Crucially, the other competitors offer greater value for money. A lot of them are cheaper, or are better equipped, or have more powerful, hence more exciting engines. While I am a Honda fanboy as much as the next person, I fear for Honda. Can it still afford to sit on its laurels? Granted, their cars, particularly the Jazz, and even the City of late, have me smitten, but that’s simply because these two cars truly outshine their respective competitors in their segment, the most hotly contested segment that is continuing to grow.
But the Civic segment? I fear that in general, it is a dying, shrinking market. Whatever market share or at least top-of-mind recall people have in that segment is going, slowly but surely, to the upstart brands like Kia, Hyundai, Chevrolet and Ford. Upstart because these are the non-traditional Japanese brands, and they are the brands offering truly unique, game-changing innovations to this segment, and offer better value for money, plus truly unique, stylish and modern looks. A generation ago, we grew up riding in our parents’ Lancers, Corollas and Civics. I guess now, the segment buying this market want something different, something they can identify with their own, and not something closely associated with their parents.

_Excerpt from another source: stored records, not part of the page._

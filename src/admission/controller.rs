use chrono::{DateTime, Duration, Utc};

use crate::admission::allowlist::TrustedClients;
use crate::admission::store::CounterStore;

/// 单个端点的准入策略
#[derive(Debug, Clone, Copy)]
pub struct ThrottlePolicy {
    /// 一个窗口内允许的请求数
    pub limit: i64,
    pub window_secs: i64,
    pub ban_secs: i64,
}

impl ThrottlePolicy {
    pub fn window(&self) -> Duration {
        Duration::seconds(self.window_secs)
    }

    pub fn ban(&self) -> Duration {
        Duration::seconds(self.ban_secs)
    }
}

/// 准入判定结果
#[derive(Debug, Clone, Copy, PartialEq, Eq)]
pub enum Decision {
    Allowed,
    Denied { retry_after_secs: i64 },
}

/// 准入控制器
///
/// 固定窗口：以窗口内首个请求的时间为窗口起点，只存一行计数，
/// 用O(1)存储换取近似公平。计数的自增是单条原子upsert，
/// 不再用读-改-写（并发下会丢更新）。
pub struct AdmissionController<S: CounterStore> {
    store: S,
    trusted: TrustedClients,
}

impl<S: CounterStore> AdmissionController<S> {
    pub fn new(store: S, trusted: TrustedClients) -> Self {
        Self { store, trusted }
    }

    pub async fn check(
        &self,
        client_key: &str,
        declared_identity: &str,
        endpoint: &str,
        policy: &ThrottlePolicy,
    ) -> Decision {
        self.check_at(client_key, declared_identity, endpoint, policy, Utc::now())
            .await
    }

    pub(crate) async fn check_at(
        &self,
        client_key: &str,
        declared_identity: &str,
        endpoint: &str,
        policy: &ThrottlePolicy,
        now: DateTime<Utc>,
    ) -> Decision {
        // 白名单客户端无条件放行
        if self.trusted.is_trusted(declared_identity) {
            tracing::debug!("白名单客户端放行: {} {}", client_key, endpoint);
            return Decision::Allowed;
        }

        // 封禁期内直接拒绝，不再触碰窗口计数
        match self.store.active_ban(client_key, endpoint, now).await {
            Ok(Some(until)) => {
                return Decision::Denied {
                    retry_after_secs: secs_until(now, until),
                };
            }
            Ok(None) => {}
            Err(err) => {
                // 计数表不可达时放行：误放行比公开内容整体不可用便宜
                tracing::warn!("准入计数表不可达，降级放行: {:?}", err);
                return Decision::Allowed;
            }
        }

        let count = match self
            .store
            .bump(client_key, endpoint, now, policy.window())
            .await
        {
            Ok(count) => count,
            Err(err) => {
                tracing::warn!("准入计数表不可达，降级放行: {:?}", err);
                return Decision::Allowed;
            }
        };

        if count > policy.limit {
            let until = now + policy.ban();
            if let Err(err) = self.store.ban(client_key, endpoint, until, now).await {
                // 封禁没写进去也维持本次拒绝，下个请求重新计数
                tracing::warn!("写入封禁失败: {:?}", err);
            }
            tracing::info!(
                "超出限额封禁: {} {} count={} ban={}s",
                client_key,
                endpoint,
                count,
                policy.ban_secs
            );
            return Decision::Denied {
                retry_after_secs: policy.ban_secs,
            };
        }

        Decision::Allowed
    }
}

/// 距离截止时间还剩的秒数，向上取整，不为负
fn secs_until(now: DateTime<Utc>, until: DateTime<Utc>) -> i64 {
    let millis = (until - now).num_milliseconds();
    if millis <= 0 { 0 } else { (millis + 999) / 1000 }
}
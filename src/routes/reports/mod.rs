pub mod handler;
pub mod model;

pub use handler::{usage_report, usage_summary};
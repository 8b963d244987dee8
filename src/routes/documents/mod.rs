pub mod handler;
pub mod model;

pub use handler::machine_listing;
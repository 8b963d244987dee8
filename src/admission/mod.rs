// 准入控制模块
// 按 (客户端, 端点) 做固定窗口计数与封禁升级，计数表是唯一的持久状态

pub mod allowlist;
pub mod controller;
pub mod store;

pub use allowlist::TrustedClients;
pub use controller::{AdmissionController, Decision, ThrottlePolicy};
pub use store::{CounterStore, PgCounterStore};
use axum::{
    extract::{Query, State},
    response::Response,
};
use chrono::Utc;
use serde::Deserialize;
use serde_json::json;

use crate::{
    AppState, error::AppError, routes::documents::model::DocumentSummary, routes::serve_cached,
};

// 文档清单查询参数
#[derive(Debug, Deserialize)]
pub struct ListingQuery {
    pub category: Option<String>,
}

// 机读文档清单API
pub async fn machine_listing(
    State(state): State<AppState>,
    Query(query): Query<ListingQuery>,
) -> Response {
    let cache_key = format!(
        "documents:listing:{}",
        query.category.as_deref().unwrap_or("all")
    );

    serve_cached(&state.cache, &cache_key, || async {
        match DocumentSummary::list_published(&state.pool, query.category.as_deref()).await {
            Ok(documents) => Ok(json!({
                "generated_at": Utc::now(),
                "total": documents.len(),
                "documents": documents,
            })),
            Err(err) => {
                tracing::error!("生成文档清单失败: {:?}", err);
                Err(AppError::GeneratorFailed)
            }
        }
    })
    .await
}
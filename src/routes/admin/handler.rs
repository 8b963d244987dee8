use axum::{Json, extract::State};
use serde::Serialize;

use crate::{
    AppState,
    cache::CacheStats,
    utils::{ApiResponse, success_to_api_response},
};

#[derive(Debug, Serialize)]
pub struct ClearResult {
    pub cleared_entries: usize,
}

// 查看进程内缓存概况
pub async fn cache_stats(State(state): State<AppState>) -> Json<ApiResponse<CacheStats>> {
    success_to_api_response(state.cache.stats())
}

// 清空进程内缓存，只影响当前温实例
pub async fn cache_clear(State(state): State<AppState>) -> Json<ApiResponse<ClearResult>> {
    let cleared_entries = state.cache.stats().entry_count;
    state.cache.clear();
    tracing::info!("手动清空内容缓存: {}条", cleared_entries);
    success_to_api_response(ClearResult { cleared_entries })
}
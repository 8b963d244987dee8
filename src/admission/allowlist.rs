/// 已知善意高流量客户端的UA签名（搜索引擎爬虫、拨测服务）
const TRUSTED_SIGNATURES: &[&str] = &[
    "googlebot",
    "bingbot",
    "duckduckbot",
    "yandexbot",
    "baiduspider",
    "uptimerobot",
    "archive.org_bot",
];

/// 可信客户端白名单
///
/// 子串匹配，刻意宽松：保护的是公开内容，白名单只负责放行善意流量，
/// 不承担身份认证，伪造UA绕过属于可接受的风险。
#[derive(Debug, Clone)]
pub struct TrustedClients {
    signatures: &'static [&'static str],
}

impl TrustedClients {
    pub fn new() -> Self {
        Self {
            signatures: TRUSTED_SIGNATURES,
        }
    }

    pub fn is_trusted(&self, declared_identity: &str) -> bool {
        let identity = declared_identity.to_ascii_lowercase();
        self.signatures.iter().any(|sig| identity.contains(sig))
    }
}

impl Default for TrustedClients {
    fn default() -> Self {
        Self::new()
    }
}

#[cfg(test)]
mod tests {
    use super::*;

    #[test]
    fn matches_crawler_signature_case_insensitive() {
        let trusted = TrustedClients::new();
        assert!(trusted.is_trusted(
            "Mozilla/5.0 (compatible; Googlebot/2.1; +http://www.google.com/bot.html)"
        ));
        assert!(trusted.is_trusted("mozilla/5.0 (compatible; BINGBOT/2.0)"));
    }

    #[test]
    fn rejects_ordinary_clients() {
        let trusted = TrustedClients::new();
        assert!(!trusted.is_trusted("curl/8.5.0"));
        assert!(!trusted.is_trusted("Mozilla/5.0 (X11; Linux x86_64) Firefox/124.0"));
        assert!(!trusted.is_trusted(""));
    }
}
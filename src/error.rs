use axum::{
    http::StatusCode,
    response::{IntoResponse, Response},
};

use crate::utils::{error_codes, error_to_api_response};

#[derive(Debug)]
pub enum AppError {
    /// 域内容生成器执行失败，结果不缓存
    GeneratorFailed,
    InternalServerError,
}

impl IntoResponse for AppError {
    fn into_response(self) -> Response {
        let (status, code, message) = match self {
            AppError::GeneratorFailed => (
                StatusCode::INTERNAL_SERVER_ERROR,
                error_codes::INTERNAL_ERROR,
                "生成内容失败".to_string(),
            ),
            AppError::InternalServerError => (
                StatusCode::INTERNAL_SERVER_ERROR,
                error_codes::INTERNAL_ERROR,
                "内部服务器错误".to_string(),
            ),
        };

        (status, error_to_api_response::<()>(code, message)).into_response()
    }
}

But the more worrying concern for Honda is that, compared with Mitsubishi and Toyota in particular, they lack a diesel-powered SUV/pickup. This is the biggest reason why I feel Honda is slowly but surely becoming less and less relevant to the market. Toyota has the muscle to outlast its competitors, being the only brand that has a vehicle in practically every segment in the industry. Mitsubishi is enjoying great success because its key products, the Montero Sport SUV and Strada pickup dominate their respective segments, which are the most contested, and fastest-growing segments in the industry. The Koreans, Kia and Hyundai, have also been churning out diesel-powered vehicles one after the other, even in the small-car segment. How can Honda compete with these brands if they lack a diesel powertrain?
Surely, people will want and always be loyal to a Civic. The original H-brand has a strong following, both from enthusiasts and consumer-biased car buyers alike. It’s a very safe, very dependable, very traditional car. But it really just lacks any sex appeal with its very safe design, plus very expensive asking price. In the same way, everyone wants a fine Swiss watch, but not everyone can afford one, so they end up buying a digital Japanese-brand watch (amusingly enough, also made in Thailand). These watches can do all the functions of the Swiss watch and more, cost far less and are now, crucially, just as fashionable.
I wish for Honda to succeed in the remaining segments they chose to soldier on. And I think one way to overcome their lack of product offerings and market relevance is to release halo models that will brighten up the dowdy range. A Honda Civic Si Coupe, perhaps some German-market Type-R’s, and a special limited run of Honda’s next-generation NSX if and when it does come out, will truly brighten up Honda’s image, which is founded on motorsport, engineering and competition.